With inflation of just 0.2% during the third quarter of 2015, the ECB is likely to introduce further stimulus in 2016 to reach its target rate of 2%. These stimulus measures are likely to push down yields even further into negative territory, which could lead a rally on bond prices. Ongoing bond buying programs could further boost prices of sovereign by reducing the supply of available bonds and increasing the demand side of the equation.

Japan and other developed countries outside of the U.S. are also likely to expand their own stimulus programs in an effort to combat slowing growth and deflationary pressures. For instance, the Bank of Japan (BOJ) voted against changing its monetary policy in late-2015, but the country’s inflation rate reached as low as 0.3%.

Without any signs of improvement, the country may reconsider taking a more proactive approach in 2016.

Building Exposure to Global Bonds

The easiest way to gain exposure to European bonds is through exchange-traded funds (ETFs) that hold broad portfolios. For example, the SPDR Barclays International Treasury Bond ETF (NYSE ARCA: BWX) includes roughly 7% exposure to France and Italy, as well as about 5% exposure to the Netherlands, Germany, Belgium, and Spain. Other ETFs like the Vanguard Total International Bond ETF (NYSE ARCA: BNDX) holds about 57% of its portfolio in Europe.

One of the most important risk to consider when it comes to investing in European bond ETF is the currency risk. Since these ETFs are dollar-denominated, increases in the value of the U.S. dollar relative to the euro could lead to losses upon conversion.
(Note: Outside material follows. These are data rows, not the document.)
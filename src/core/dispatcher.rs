//! The CWMP HTTP endpoint: one `axum::Router` implementing the session state
//! machine in `spec.md` §4.5.
//!
//! Grounded on the teacher's axum wiring for `services::cdr`'s ingest
//! endpoint and on `adamtc007-ob-poc/rust/src/bin/dsl_api.rs`'s
//! `AppState`/`State`/`TcpListener`/`axum::serve` pattern, generalized from a
//! JSON API to a single CWMP POST endpoint that always answers with either a
//! SOAP envelope or an empty body.

use std::net::SocketAddr;
use std::sync::Arc;

use axum::body::Body;
use axum::extract::{ConnectInfo, State};
use axum::http::{header, StatusCode};
use axum::response::{IntoResponse, Response};
use axum::routing::any;
use axum::Router;
use tower_http::trace::TraceLayer;
use tracing::{error, warn};

use crate::core::acs::{Acs, DispatchOutcome};
use crate::protocols::cwmp::outbound;
use crate::protocols::cwmp::InboundRpc;

const XML_CONTENT_TYPE: &str = "text/xml; charset=utf-8";

/// Build the dispatcher's router. The caller serves it with
/// `into_make_service_with_connect_info::<SocketAddr>()` so
/// [`ConnectInfo`] resolves to the CPE's real address.
pub fn build_router(acs: Arc<Acs>) -> Router {
    Router::new()
        .route("/", any(handle_cwmp))
        .route("/*path", any(handle_cwmp))
        .with_state(acs)
        .layer(TraceLayer::new_for_http())
}

async fn handle_cwmp(
    State(acs): State<Arc<Acs>>,
    ConnectInfo(remote_addr): ConnectInfo<SocketAddr>,
    method: axum::http::Method,
    body: String,
) -> Response {
    // Any GET, on any path, ends (or never starts) a session (`spec.md` §4.5
    // "Any state: GET ... -> 204 immediately").
    if method != axum::http::Method::POST {
        return StatusCode::NO_CONTENT.into_response();
    }

    if crate::protocols::cwmp::is_empty_body(&body) {
        return match acs.handle_empty_body(remote_addr).await {
            Ok(outcome) => outcome_response(outcome),
            Err(e) => {
                error!(error = %e, "empty-body poll handling failed");
                StatusCode::NO_CONTENT.into_response()
            }
        };
    }

    let parsed = match crate::protocols::cwmp::parse_envelope(&body) {
        Ok(parsed) => parsed,
        Err(e) => {
            warn!(error = %e, "malformed CWMP envelope");
            return (StatusCode::BAD_REQUEST, "malformed CWMP envelope").into_response();
        }
    };

    match parsed.rpc {
        InboundRpc::Inform { device_id, event_codes, max_envelopes, current_time, retry_count, parameters } => {
            // A database error mid-ingestion must not block the session: the
            // CPE still needs its InformResponse (`spec.md` §7).
            if let Err(e) = acs
                .handle_inform(remote_addr, device_id, event_codes, max_envelopes, current_time, retry_count, parameters)
                .await
            {
                error!(error = %e, "Inform ingestion failed");
            }
            let correlation_id = parsed.correlation_id.unwrap_or_default();
            xml_response(outbound::inform_response(&correlation_id))
        }
        InboundRpc::GetParameterValuesResponse(parameters) => {
            let result = serde_json::json!({ "parameters": parameters_to_json(&parameters) });
            dispatch_response(&acs, remote_addr, parsed.correlation_id.as_deref(), result, Some(&parameters)).await
        }
        InboundRpc::SetParameterValuesResponse { status } => {
            let result = serde_json::json!({ "status": status });
            dispatch_response(&acs, remote_addr, parsed.correlation_id.as_deref(), result, None).await
        }
        InboundRpc::RebootResponse | InboundRpc::FactoryResetResponse => {
            dispatch_response(&acs, remote_addr, parsed.correlation_id.as_deref(), serde_json::json!({}), None).await
        }
        InboundRpc::GetRpcMethodsResponse(methods) => {
            let result = serde_json::json!({ "methods": methods });
            dispatch_response(&acs, remote_addr, parsed.correlation_id.as_deref(), result, None).await
        }
        InboundRpc::TransferComplete { command_key, fault: Some(fault) } => {
            warn!(command_key, "TransferComplete carried a fault");
            match acs.handle_fault(remote_addr, parsed.correlation_id.as_deref(), fault).await {
                Ok(outcome) => outcome_response(outcome),
                Err(e) => {
                    error!(error = %e, "fault handling failed");
                    StatusCode::NO_CONTENT.into_response()
                }
            }
        }
        InboundRpc::TransferComplete { command_key, fault: None } => {
            let result = serde_json::json!({ "command_key": command_key });
            dispatch_response(&acs, remote_addr, parsed.correlation_id.as_deref(), result, None).await
        }
        InboundRpc::Fault(fault) => match acs.handle_fault(remote_addr, parsed.correlation_id.as_deref(), fault).await {
            Ok(outcome) => outcome_response(outcome),
            Err(e) => {
                error!(error = %e, "fault handling failed");
                StatusCode::NO_CONTENT.into_response()
            }
        },
        InboundRpc::Unknown(name) => {
            acs.handle_unknown_rpc(&name);
            acs.sessions.remove(&remote_addr);
            StatusCode::NO_CONTENT.into_response()
        }
    }
}

async fn dispatch_response(
    acs: &Acs,
    remote_addr: SocketAddr,
    correlation_id: Option<&str>,
    result: serde_json::Value,
    parameters: Option<&[crate::protocols::cwmp::ParamTriple]>,
) -> Response {
    match acs.handle_response(remote_addr, correlation_id, result, parameters).await {
        Ok(outcome) => outcome_response(outcome),
        Err(e) => {
            error!(error = %e, "response handling failed");
            StatusCode::NO_CONTENT.into_response()
        }
    }
}

fn outcome_response(outcome: DispatchOutcome) -> Response {
    match outcome {
        DispatchOutcome::NoContent => StatusCode::NO_CONTENT.into_response(),
        DispatchOutcome::Rpc(xml) => xml_response(xml),
    }
}

fn xml_response(body: String) -> Response {
    Response::builder()
        .status(StatusCode::OK)
        .header(header::CONTENT_TYPE, XML_CONTENT_TYPE)
        .body(Body::from(body))
        .unwrap_or_else(|_| StatusCode::INTERNAL_SERVER_ERROR.into_response())
}

fn parameters_to_json(parameters: &[crate::protocols::cwmp::ParamTriple]) -> serde_json::Value {
    serde_json::Value::Array(
        parameters
            .iter()
            .map(|(name, value, param_type)| {
                serde_json::json!({ "name": name, "value": value, "type": param_type })
            })
            .collect(),
    )
}

#[cfg(test)]
mod tests {
    use super::*;
    use crate::store::memory::InMemoryStore;
    use crate::store::Store;
    use axum::http::Request;
    use tokio::sync::mpsc;
    use tower::ServiceExt;

    fn test_acs() -> Arc<Acs> {
        let (tx, _rx) = mpsc::channel(16);
        let store: Arc<dyn Store> = Arc::new(InMemoryStore::new());
        Arc::new(Acs::new(store, std::time::Duration::from_secs(120), std::time::Duration::from_secs(10), tx))
    }

    fn post_request(body: &'static str) -> Request<Body> {
        Request::builder()
            .method("POST")
            .uri("/")
            .extension(ConnectInfo("10.1.1.1:9000".parse::<SocketAddr>().unwrap()))
            .body(Body::from(body))
            .unwrap()
    }

    const INFORM_BODY: &str = r#"<soap:Envelope xmlns:soap="http://schemas.xmlsoap.org/soap/envelope/" xmlns:cwmp="urn:dslforum-org:cwmp-1-0">
<soap:Header><cwmp:ID soap:mustUnderstand="1">1</cwmp:ID></soap:Header>
<soap:Body><cwmp:Inform>
<DeviceId><Manufacturer>ZTE</Manufacturer><OUI>ABCDEF</OUI><ProductClass>ONU</ProductClass><SerialNumber>5A5445474243313233</SerialNumber></DeviceId>
<Event><EventStruct><EventCode>0 BOOTSTRAP</EventCode></EventStruct></Event>
<MaxEnvelopes>1</MaxEnvelopes><CurrentTime>2026-07-28T10:00:00Z</CurrentTime><RetryCount>0</RetryCount>
<ParameterList soap:arrayType="cwmp:ParameterValueStruct[0]"></ParameterList>
</cwmp:Inform></soap:Body></soap:Envelope>"#;

    #[tokio::test]
    async fn get_request_is_always_no_content() {
        let app = build_router(test_acs());
        let req = Request::builder()
            .method("GET")
            .uri("/anything")
            .extension(ConnectInfo("10.1.1.1:9000".parse::<SocketAddr>().unwrap()))
            .body(Body::empty())
            .unwrap();
        let response = app.oneshot(req).await.unwrap();
        assert_eq!(response.status(), StatusCode::NO_CONTENT);
    }

    #[tokio::test]
    async fn inform_returns_inform_response_envelope() {
        let app = build_router(test_acs());
        let response = app.oneshot(post_request(INFORM_BODY)).await.unwrap();
        assert_eq!(response.status(), StatusCode::OK);
        assert_eq!(
            response.headers().get(header::CONTENT_TYPE).unwrap(),
            XML_CONTENT_TYPE,
        );
        let bytes = axum::body::to_bytes(response.into_body(), usize::MAX).await.unwrap();
        let text = String::from_utf8(bytes.to_vec()).unwrap();
        assert!(text.contains("InformResponse"));
    }

    #[tokio::test]
    async fn malformed_body_is_bad_request() {
        let app = build_router(test_acs());
        let response = app.oneshot(post_request("<not-xml")).await.unwrap();
        assert_eq!(response.status(), StatusCode::BAD_REQUEST);
    }

    #[tokio::test]
    async fn empty_body_without_session_is_no_content() {
        let app = build_router(test_acs());
        let response = app.oneshot(post_request("")).await.unwrap();
        assert_eq!(response.status(), StatusCode::NO_CONTENT);
    }

    fn response_envelope(correlation_id: &str) -> String {
        format!(
            r#"<soap:Envelope xmlns:soap="http://schemas.xmlsoap.org/soap/envelope/" xmlns:cwmp="urn:dslforum-org:cwmp-1-0">
<soap:Header><cwmp:ID soap:mustUnderstand="1">{correlation_id}</cwmp:ID></soap:Header>
<soap:Body><cwmp:SetParameterValuesResponse><Status>0</Status></cwmp:SetParameterValuesResponse></soap:Body></soap:Envelope>"#
        )
    }

    fn fault_envelope(correlation_id: &str) -> String {
        format!(
            r#"<soap:Envelope xmlns:soap="http://schemas.xmlsoap.org/soap/envelope/" xmlns:cwmp="urn:dslforum-org:cwmp-1-0">
<soap:Header><cwmp:ID soap:mustUnderstand="1">{correlation_id}</cwmp:ID></soap:Header>
<soap:Body><soap:Fault><faultcode>Client</faultcode><faultstring>CWMP fault</faultstring>
<detail><cwmp:Fault><FaultCode>9005</FaultCode><FaultString>Invalid parameter name</FaultString></cwmp:Fault></detail>
</soap:Fault></soap:Body></soap:Envelope>"#
        )
    }

    /// Pull the `cwmp:ID` out of a just-emitted outbound envelope, the same
    /// way a real CPE would echo it back on the matching response.
    async fn correlation_id_of(response: Response) -> String {
        let bytes = axum::body::to_bytes(response.into_body(), usize::MAX).await.unwrap();
        let text = String::from_utf8(bytes.to_vec()).unwrap();
        let start = text.find("cwmp:ID").and_then(|i| text[i..].find('>').map(|j| i + j + 1)).unwrap();
        let end = text[start..].find('<').map(|j| start + j).unwrap();
        text[start..end].to_string()
    }

    /// Scenarios 2 and 3 of `spec.md` §8: after an Inform, an empty-body poll
    /// drains the oldest pending task as an outbound RPC carrying
    /// `task-<id>`; the matching response completes that task.
    #[tokio::test]
    async fn draining_and_matching_response_completes_task() {
        let store: Arc<InMemoryStore> = Arc::new(InMemoryStore::new());
        let (tx, _rx) = mpsc::channel(16);
        let acs = Arc::new(Acs::new(
            store.clone() as Arc<dyn Store>,
            std::time::Duration::from_secs(120),
            std::time::Duration::from_secs(10),
            tx,
        ));
        let app = build_router(acs);

        let inform_resp = app.clone().oneshot(post_request(INFORM_BODY)).await.unwrap();
        assert_eq!(inform_resp.status(), StatusCode::OK);

        let drain_resp = app.clone().oneshot(post_request("")).await.unwrap();
        assert_eq!(drain_resp.status(), StatusCode::OK);
        let correlation_id = correlation_id_of(drain_resp).await;
        assert!(correlation_id.starts_with("task-"), "got {correlation_id}");

        let task_id = crate::model::task::Task::parse_correlation_id(&correlation_id).unwrap();
        let running = store.find_task_by_id(task_id).await.unwrap().unwrap();
        assert_eq!(running.status, crate::model::task::TaskStatus::Running);

        let body: &'static str = Box::leak(response_envelope(&correlation_id).into_boxed_str());
        let complete_resp = app.clone().oneshot(post_request(body)).await.unwrap();
        assert!(matches!(complete_resp.status(), StatusCode::OK | StatusCode::NO_CONTENT));

        let completed = store.find_task_by_id(task_id).await.unwrap().unwrap();
        assert_eq!(completed.status, crate::model::task::TaskStatus::Completed);
    }

    /// Scenario 4 of `spec.md` §8: a `<Fault>` body matching a running task's
    /// correlation id marks that task failed with the verbatim fault XML and
    /// ends the session at 204.
    #[tokio::test]
    async fn fault_fails_the_running_task_and_ends_session() {
        let store: Arc<InMemoryStore> = Arc::new(InMemoryStore::new());
        let (tx, _rx) = mpsc::channel(16);
        let acs = Arc::new(Acs::new(
            store.clone() as Arc<dyn Store>,
            std::time::Duration::from_secs(120),
            std::time::Duration::from_secs(10),
            tx,
        ));
        let app = build_router(acs);

        app.clone().oneshot(post_request(INFORM_BODY)).await.unwrap();
        let drain_resp = app.clone().oneshot(post_request("")).await.unwrap();
        let correlation_id = correlation_id_of(drain_resp).await;
        let task_id = crate::model::task::Task::parse_correlation_id(&correlation_id).unwrap();

        let body: &'static str = Box::leak(fault_envelope(&correlation_id).into_boxed_str());
        let fault_resp = app.clone().oneshot(post_request(body)).await.unwrap();
        assert_eq!(fault_resp.status(), StatusCode::NO_CONTENT);

        let failed = store.find_task_by_id(task_id).await.unwrap().unwrap();
        assert_eq!(failed.status, crate::model::task::TaskStatus::Failed);
        assert!(failed.error.unwrap().starts_with("CWMP Fault: "));
    }

    /// Scenario 6 of `spec.md` §8: a response body from a remote address with
    /// no session and no matching device is dropped silently.
    #[tokio::test]
    async fn response_from_unknown_device_is_dropped() {
        let app = build_router(test_acs());
        let body: &'static str =
            Box::leak(response_envelope("task-00000000-0000-0000-0000-000000000000").into_boxed_str());
        let response = app.oneshot(post_request(body)).await.unwrap();
        assert_eq!(response.status(), StatusCode::NO_CONTENT);
    }
}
These risks can be avoided by either hedging the risk or purchasing currency-hedged ETFs like iShares Currency Hedged International High Yield Bond ETF (NYSE ARCA: HHYX).

Those purchasing bonds directly rather than in diversified funds should also consider the geopolitical risks associated with certain countries. For example, Greek bonds pay higher yields because they have a higher chance of default than German bunds.
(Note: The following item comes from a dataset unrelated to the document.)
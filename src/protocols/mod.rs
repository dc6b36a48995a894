//! Wire protocol implementations for the ACS.

pub mod cwmp;

pub use cwmp::{DeviceIdStruct, Fault, InboundRpc, ParsedEnvelope};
Countries like Japan also tend to have more unpredictable monetary policy decisions, which can lead to volatility in the market when decisions are abruptly made by the central bank.

Key Takeaway Points

  • Treasuries are poised for a long-term slide if the Federal Reserve keeps up its interest rate strategy throughout 2016, since higher interest rates tend to increase bond yields and reduce bond prices over time.
  • The best way to gain diversified exposure to international bonds is through the use of international bond ETFs; however, it’s important to take into account currency risks when investing in foreign bond funds.